Your objective: Lines containing "spawn" should be pulled from the material below.

Data section:
___

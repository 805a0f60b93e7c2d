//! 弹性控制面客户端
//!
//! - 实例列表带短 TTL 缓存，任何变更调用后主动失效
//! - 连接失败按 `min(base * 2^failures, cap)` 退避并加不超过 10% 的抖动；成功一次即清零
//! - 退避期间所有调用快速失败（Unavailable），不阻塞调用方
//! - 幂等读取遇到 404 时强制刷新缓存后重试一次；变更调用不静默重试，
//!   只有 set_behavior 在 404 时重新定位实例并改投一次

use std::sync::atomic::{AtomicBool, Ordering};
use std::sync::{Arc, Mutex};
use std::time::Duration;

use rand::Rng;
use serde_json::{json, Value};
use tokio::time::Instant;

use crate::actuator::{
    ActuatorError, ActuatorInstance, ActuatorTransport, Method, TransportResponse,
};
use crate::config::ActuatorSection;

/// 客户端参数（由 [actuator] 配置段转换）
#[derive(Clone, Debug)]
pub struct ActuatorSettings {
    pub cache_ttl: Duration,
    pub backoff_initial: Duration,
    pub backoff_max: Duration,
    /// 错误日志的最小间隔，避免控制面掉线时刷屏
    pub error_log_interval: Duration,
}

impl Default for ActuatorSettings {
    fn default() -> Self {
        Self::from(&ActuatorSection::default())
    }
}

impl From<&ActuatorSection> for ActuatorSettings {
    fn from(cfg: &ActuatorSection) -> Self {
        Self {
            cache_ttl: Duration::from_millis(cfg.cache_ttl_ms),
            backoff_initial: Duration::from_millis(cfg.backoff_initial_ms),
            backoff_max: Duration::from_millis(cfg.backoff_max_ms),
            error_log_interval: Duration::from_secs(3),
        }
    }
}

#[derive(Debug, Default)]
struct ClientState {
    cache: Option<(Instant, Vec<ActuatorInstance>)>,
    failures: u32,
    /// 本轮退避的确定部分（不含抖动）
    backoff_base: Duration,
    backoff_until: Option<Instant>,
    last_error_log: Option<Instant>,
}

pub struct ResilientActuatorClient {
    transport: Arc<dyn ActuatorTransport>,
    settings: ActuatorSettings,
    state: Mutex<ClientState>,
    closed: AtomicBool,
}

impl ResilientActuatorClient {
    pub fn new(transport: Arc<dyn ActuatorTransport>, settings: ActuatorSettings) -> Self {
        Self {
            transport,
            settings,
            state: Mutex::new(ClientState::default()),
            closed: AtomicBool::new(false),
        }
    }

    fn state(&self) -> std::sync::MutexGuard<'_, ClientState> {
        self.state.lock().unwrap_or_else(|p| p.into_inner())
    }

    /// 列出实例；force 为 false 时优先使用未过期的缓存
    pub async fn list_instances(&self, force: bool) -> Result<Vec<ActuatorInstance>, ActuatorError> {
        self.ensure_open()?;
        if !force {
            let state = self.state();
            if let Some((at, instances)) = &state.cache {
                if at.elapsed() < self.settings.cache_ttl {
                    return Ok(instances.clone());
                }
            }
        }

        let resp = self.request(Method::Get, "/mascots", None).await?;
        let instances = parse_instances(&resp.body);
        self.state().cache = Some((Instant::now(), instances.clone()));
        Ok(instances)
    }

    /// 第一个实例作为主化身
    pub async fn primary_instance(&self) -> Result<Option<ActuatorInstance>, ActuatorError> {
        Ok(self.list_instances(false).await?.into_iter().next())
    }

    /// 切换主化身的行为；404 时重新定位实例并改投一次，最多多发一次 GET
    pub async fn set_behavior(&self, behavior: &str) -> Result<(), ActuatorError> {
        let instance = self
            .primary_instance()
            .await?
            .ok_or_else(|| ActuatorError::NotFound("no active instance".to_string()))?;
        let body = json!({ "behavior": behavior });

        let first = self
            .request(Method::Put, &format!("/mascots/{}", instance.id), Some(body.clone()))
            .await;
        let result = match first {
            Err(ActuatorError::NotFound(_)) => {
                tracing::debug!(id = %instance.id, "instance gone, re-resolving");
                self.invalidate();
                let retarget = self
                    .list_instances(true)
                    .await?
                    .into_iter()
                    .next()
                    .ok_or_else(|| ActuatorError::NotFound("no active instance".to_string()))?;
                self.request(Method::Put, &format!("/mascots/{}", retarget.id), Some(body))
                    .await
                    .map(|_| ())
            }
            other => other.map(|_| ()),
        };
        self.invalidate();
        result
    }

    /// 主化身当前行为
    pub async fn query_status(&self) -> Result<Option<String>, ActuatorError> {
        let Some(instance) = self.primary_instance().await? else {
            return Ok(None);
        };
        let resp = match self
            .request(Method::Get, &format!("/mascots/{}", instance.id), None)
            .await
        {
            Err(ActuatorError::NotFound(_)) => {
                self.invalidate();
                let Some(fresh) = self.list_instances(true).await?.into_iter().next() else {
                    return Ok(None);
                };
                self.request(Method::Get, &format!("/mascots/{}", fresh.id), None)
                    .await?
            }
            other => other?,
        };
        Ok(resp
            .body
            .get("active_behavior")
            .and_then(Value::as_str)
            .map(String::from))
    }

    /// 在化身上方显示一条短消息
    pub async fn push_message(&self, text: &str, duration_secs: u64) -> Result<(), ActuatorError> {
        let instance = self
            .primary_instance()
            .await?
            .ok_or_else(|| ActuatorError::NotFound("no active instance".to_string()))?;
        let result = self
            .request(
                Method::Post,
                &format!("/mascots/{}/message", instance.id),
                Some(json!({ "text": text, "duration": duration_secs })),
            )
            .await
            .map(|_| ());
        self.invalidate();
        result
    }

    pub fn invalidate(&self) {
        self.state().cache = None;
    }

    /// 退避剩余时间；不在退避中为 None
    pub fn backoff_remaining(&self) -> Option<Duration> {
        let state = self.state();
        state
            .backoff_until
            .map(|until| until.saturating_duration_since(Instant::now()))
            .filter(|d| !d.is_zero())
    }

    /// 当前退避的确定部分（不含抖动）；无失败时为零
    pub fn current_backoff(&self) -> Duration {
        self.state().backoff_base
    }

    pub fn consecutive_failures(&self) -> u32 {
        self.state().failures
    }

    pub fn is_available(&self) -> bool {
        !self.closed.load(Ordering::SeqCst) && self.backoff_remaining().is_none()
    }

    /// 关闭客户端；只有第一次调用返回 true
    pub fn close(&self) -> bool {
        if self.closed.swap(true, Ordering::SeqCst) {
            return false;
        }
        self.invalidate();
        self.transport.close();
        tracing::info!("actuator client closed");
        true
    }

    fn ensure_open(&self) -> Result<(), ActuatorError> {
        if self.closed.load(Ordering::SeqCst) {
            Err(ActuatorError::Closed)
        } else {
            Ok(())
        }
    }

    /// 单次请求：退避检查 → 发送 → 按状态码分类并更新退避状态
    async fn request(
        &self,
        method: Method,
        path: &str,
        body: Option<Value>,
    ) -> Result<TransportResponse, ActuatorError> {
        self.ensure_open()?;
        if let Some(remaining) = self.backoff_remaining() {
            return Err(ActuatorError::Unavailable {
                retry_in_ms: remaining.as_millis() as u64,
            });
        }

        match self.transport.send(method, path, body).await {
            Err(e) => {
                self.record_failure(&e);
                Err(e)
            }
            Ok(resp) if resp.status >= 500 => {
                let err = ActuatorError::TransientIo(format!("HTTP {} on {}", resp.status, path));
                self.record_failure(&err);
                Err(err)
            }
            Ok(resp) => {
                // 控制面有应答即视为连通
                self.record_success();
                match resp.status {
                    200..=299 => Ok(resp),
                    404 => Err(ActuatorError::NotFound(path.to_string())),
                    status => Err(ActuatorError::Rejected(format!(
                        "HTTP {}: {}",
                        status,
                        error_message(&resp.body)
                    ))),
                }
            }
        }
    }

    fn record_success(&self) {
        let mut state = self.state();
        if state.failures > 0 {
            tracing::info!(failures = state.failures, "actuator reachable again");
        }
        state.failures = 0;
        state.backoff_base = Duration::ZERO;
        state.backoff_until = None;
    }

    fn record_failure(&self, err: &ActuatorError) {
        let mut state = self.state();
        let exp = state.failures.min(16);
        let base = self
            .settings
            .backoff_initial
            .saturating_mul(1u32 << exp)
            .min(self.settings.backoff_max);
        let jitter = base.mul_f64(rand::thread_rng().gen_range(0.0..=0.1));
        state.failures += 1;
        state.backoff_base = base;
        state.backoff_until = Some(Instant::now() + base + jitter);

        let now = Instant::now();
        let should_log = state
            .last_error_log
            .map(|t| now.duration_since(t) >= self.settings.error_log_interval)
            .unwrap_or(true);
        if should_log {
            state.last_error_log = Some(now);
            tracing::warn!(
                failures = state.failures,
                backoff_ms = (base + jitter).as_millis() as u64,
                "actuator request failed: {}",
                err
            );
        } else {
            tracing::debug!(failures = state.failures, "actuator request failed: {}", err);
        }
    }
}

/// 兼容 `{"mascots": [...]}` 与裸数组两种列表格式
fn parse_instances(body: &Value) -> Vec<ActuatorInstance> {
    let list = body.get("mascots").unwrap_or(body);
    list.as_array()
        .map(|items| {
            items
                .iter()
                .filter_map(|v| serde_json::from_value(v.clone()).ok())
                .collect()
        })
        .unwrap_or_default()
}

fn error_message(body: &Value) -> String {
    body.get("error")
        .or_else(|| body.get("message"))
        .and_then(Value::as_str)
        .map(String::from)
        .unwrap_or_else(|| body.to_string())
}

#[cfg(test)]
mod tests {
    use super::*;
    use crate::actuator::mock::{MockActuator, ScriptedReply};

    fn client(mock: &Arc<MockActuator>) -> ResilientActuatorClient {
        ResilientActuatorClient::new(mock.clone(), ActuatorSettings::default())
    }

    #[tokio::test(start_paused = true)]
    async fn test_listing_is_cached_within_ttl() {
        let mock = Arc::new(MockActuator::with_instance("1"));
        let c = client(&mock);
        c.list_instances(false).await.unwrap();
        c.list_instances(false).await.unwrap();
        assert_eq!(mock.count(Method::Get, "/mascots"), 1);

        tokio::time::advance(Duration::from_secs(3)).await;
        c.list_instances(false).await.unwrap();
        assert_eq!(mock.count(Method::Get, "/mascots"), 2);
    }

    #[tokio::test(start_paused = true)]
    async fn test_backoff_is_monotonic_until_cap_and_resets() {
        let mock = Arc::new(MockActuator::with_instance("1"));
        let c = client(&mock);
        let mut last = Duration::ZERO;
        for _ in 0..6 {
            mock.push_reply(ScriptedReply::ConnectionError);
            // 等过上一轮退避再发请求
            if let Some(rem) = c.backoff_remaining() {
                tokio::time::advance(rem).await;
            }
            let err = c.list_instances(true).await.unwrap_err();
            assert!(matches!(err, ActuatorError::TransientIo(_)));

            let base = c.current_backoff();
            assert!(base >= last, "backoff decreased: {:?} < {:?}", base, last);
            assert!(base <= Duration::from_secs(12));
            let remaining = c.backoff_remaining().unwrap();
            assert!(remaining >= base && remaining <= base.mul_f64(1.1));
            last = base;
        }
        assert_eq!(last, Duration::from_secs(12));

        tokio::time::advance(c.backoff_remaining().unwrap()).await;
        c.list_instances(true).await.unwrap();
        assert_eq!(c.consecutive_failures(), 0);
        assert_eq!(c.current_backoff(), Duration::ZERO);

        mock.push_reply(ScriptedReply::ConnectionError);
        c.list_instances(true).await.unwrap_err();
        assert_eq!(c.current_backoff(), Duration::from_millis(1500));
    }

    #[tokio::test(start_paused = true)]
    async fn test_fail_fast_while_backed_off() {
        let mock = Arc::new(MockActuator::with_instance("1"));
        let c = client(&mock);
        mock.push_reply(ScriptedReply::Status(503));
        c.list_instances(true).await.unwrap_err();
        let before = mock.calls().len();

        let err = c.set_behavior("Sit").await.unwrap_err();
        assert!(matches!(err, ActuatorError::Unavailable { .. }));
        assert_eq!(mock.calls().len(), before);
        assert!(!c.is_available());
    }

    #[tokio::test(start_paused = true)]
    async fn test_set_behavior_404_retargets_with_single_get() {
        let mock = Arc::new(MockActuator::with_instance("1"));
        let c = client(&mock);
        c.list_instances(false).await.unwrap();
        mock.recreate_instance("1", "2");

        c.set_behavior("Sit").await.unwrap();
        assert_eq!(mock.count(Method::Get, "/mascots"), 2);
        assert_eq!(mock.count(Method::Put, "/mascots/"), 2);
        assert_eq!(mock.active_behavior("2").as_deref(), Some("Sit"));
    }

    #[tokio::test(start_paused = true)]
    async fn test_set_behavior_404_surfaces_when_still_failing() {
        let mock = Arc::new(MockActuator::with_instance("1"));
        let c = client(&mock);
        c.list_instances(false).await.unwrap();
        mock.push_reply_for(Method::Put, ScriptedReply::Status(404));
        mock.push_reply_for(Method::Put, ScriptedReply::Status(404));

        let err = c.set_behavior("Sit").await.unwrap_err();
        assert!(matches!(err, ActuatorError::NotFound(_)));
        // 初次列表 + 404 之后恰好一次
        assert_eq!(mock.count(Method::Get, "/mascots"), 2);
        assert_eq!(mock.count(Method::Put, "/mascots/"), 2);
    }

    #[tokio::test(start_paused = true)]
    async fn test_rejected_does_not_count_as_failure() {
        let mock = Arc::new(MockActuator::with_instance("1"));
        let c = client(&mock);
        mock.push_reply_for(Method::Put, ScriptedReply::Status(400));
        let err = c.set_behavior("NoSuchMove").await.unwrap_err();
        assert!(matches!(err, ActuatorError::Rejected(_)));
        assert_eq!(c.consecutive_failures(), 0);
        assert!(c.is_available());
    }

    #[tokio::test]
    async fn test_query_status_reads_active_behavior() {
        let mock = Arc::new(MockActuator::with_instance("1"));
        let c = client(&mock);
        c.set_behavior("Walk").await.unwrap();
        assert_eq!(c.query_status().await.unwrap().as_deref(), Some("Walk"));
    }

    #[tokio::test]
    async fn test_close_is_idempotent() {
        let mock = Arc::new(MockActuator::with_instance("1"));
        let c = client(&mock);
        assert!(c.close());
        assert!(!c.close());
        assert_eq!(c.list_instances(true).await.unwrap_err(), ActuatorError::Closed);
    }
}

___

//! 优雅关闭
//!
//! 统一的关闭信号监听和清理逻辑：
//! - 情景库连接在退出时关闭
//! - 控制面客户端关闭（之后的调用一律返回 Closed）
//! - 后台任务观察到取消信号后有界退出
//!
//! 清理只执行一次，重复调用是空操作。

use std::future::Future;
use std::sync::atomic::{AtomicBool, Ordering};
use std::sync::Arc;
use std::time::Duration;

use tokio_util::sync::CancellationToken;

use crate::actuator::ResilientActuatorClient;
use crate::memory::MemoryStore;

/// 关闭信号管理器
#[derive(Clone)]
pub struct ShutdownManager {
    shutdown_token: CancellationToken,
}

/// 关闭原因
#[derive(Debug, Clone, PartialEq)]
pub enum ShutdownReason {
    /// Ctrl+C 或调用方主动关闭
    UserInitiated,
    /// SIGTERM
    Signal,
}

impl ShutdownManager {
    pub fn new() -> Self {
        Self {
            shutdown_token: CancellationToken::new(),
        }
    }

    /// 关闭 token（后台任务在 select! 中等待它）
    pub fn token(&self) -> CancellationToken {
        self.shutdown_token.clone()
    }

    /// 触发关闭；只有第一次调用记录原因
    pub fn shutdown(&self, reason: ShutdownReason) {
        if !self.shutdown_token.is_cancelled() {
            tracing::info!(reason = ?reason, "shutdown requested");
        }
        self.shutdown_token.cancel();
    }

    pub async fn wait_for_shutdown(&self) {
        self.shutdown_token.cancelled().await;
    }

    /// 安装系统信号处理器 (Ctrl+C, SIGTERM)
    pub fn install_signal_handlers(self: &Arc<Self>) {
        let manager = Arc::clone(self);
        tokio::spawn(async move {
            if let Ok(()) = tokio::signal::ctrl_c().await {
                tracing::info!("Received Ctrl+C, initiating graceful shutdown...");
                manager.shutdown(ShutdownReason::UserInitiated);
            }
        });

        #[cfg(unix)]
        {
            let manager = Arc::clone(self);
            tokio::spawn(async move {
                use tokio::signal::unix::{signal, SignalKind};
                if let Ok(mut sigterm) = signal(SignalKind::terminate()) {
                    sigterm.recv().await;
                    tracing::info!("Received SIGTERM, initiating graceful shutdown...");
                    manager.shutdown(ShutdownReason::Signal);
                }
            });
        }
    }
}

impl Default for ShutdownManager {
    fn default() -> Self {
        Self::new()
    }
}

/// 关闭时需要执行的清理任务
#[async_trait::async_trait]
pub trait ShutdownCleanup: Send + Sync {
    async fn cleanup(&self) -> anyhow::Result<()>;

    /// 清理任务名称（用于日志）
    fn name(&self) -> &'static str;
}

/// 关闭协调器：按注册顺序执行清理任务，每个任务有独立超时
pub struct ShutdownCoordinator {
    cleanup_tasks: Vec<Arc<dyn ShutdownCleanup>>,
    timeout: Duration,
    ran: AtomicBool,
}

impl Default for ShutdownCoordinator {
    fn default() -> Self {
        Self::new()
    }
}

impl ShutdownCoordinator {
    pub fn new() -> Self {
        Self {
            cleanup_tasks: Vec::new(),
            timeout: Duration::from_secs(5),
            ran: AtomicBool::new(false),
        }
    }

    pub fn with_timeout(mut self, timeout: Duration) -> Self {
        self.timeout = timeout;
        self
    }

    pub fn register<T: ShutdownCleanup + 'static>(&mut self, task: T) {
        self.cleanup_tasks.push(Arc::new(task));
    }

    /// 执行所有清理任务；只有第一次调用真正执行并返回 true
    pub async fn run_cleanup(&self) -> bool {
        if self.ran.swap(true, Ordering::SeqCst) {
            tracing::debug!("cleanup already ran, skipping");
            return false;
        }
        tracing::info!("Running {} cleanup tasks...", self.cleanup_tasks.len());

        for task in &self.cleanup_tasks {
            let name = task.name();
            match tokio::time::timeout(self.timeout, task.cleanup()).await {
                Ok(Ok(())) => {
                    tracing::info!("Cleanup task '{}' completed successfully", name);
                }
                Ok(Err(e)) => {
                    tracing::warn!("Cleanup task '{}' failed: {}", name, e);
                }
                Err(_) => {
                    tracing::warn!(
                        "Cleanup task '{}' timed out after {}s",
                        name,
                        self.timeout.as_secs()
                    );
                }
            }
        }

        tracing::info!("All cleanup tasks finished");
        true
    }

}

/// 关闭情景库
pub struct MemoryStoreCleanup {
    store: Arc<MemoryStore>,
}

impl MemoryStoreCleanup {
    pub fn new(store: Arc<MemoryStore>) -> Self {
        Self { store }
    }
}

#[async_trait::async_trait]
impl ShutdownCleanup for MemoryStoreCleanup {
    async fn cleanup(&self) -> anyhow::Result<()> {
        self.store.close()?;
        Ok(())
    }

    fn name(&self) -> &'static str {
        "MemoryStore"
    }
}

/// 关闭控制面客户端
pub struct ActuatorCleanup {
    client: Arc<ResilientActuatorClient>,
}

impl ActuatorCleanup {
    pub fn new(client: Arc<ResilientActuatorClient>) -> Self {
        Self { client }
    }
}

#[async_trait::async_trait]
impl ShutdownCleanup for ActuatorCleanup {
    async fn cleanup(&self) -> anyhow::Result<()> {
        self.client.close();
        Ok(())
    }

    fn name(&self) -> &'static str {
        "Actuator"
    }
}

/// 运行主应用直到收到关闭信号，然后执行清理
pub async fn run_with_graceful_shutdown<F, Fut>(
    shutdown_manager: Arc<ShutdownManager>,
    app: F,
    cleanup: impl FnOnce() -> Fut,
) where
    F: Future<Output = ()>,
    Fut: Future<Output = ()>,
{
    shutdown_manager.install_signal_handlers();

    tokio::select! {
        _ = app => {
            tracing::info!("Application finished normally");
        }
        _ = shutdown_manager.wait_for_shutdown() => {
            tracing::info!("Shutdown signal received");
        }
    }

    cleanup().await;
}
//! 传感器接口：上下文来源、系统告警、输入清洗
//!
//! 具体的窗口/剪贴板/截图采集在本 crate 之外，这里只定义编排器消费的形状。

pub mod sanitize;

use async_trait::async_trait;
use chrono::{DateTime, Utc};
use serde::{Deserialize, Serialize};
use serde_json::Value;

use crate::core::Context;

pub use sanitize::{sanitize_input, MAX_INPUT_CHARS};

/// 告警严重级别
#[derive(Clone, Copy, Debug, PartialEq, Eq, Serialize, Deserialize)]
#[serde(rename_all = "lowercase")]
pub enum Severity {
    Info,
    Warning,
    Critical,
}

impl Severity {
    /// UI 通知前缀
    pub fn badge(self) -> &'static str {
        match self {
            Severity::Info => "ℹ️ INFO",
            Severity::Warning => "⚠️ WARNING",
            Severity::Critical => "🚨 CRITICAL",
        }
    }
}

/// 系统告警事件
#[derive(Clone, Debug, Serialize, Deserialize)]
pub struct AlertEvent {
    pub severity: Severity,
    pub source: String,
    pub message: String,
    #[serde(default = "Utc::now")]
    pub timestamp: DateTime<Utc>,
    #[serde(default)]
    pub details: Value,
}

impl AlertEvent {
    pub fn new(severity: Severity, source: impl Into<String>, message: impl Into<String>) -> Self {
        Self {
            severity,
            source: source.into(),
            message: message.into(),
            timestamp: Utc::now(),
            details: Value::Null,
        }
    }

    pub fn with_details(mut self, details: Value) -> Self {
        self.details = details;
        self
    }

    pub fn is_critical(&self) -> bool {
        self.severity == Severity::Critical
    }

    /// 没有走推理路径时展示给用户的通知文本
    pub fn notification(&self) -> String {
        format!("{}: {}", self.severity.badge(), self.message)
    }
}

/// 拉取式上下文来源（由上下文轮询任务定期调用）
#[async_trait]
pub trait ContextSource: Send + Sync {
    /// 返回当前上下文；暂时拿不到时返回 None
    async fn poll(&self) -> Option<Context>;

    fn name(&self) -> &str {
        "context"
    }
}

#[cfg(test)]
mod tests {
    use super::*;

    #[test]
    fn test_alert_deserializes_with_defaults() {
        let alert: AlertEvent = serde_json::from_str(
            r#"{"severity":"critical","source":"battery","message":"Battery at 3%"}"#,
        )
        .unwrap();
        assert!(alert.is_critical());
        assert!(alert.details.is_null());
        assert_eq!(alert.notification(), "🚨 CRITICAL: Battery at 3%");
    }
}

___

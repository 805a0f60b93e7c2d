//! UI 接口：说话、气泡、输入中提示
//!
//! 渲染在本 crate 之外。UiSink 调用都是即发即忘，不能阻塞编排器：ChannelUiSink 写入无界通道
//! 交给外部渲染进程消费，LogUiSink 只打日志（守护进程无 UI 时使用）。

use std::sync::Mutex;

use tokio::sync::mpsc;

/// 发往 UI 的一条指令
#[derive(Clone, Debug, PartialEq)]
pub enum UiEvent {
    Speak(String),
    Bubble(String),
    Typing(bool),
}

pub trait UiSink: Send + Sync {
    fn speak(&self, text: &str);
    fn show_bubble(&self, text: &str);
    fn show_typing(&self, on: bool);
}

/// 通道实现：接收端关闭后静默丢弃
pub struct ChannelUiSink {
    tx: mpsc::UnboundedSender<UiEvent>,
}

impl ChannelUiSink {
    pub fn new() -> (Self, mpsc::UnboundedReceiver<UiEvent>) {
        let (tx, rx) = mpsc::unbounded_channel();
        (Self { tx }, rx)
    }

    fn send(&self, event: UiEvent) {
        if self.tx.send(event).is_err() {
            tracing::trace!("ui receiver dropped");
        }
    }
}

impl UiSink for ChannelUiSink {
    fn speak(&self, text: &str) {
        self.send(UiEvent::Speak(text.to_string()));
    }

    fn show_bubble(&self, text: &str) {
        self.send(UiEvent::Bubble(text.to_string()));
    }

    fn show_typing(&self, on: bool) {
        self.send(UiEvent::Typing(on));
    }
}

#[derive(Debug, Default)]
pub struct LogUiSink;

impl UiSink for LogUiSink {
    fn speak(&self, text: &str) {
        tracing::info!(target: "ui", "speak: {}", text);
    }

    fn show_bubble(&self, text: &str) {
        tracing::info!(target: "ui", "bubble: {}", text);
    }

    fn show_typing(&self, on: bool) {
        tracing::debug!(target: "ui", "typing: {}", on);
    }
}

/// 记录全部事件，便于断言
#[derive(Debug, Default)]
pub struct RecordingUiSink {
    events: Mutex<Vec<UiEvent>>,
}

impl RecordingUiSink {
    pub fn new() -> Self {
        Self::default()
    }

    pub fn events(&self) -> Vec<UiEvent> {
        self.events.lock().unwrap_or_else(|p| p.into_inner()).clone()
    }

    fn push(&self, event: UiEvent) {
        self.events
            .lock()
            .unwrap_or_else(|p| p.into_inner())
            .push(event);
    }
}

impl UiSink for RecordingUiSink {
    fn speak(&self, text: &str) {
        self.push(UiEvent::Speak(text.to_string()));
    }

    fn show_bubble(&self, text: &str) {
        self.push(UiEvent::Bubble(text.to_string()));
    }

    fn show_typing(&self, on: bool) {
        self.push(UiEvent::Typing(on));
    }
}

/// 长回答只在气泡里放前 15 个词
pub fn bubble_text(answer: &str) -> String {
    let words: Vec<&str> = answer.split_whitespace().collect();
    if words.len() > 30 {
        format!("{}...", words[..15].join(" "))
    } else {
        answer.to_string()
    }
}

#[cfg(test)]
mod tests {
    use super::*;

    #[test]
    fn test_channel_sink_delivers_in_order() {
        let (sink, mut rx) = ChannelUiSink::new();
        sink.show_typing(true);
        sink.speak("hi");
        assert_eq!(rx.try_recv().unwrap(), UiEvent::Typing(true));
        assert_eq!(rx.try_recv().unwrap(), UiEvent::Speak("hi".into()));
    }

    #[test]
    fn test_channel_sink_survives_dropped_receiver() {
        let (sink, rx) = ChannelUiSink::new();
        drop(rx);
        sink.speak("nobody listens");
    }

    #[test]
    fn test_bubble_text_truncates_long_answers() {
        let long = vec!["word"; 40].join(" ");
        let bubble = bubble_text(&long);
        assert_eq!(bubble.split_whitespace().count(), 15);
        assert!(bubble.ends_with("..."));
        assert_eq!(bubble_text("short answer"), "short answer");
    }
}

___

Answer space:
        tokio::spawn(async move {
            tokio::spawn(async move {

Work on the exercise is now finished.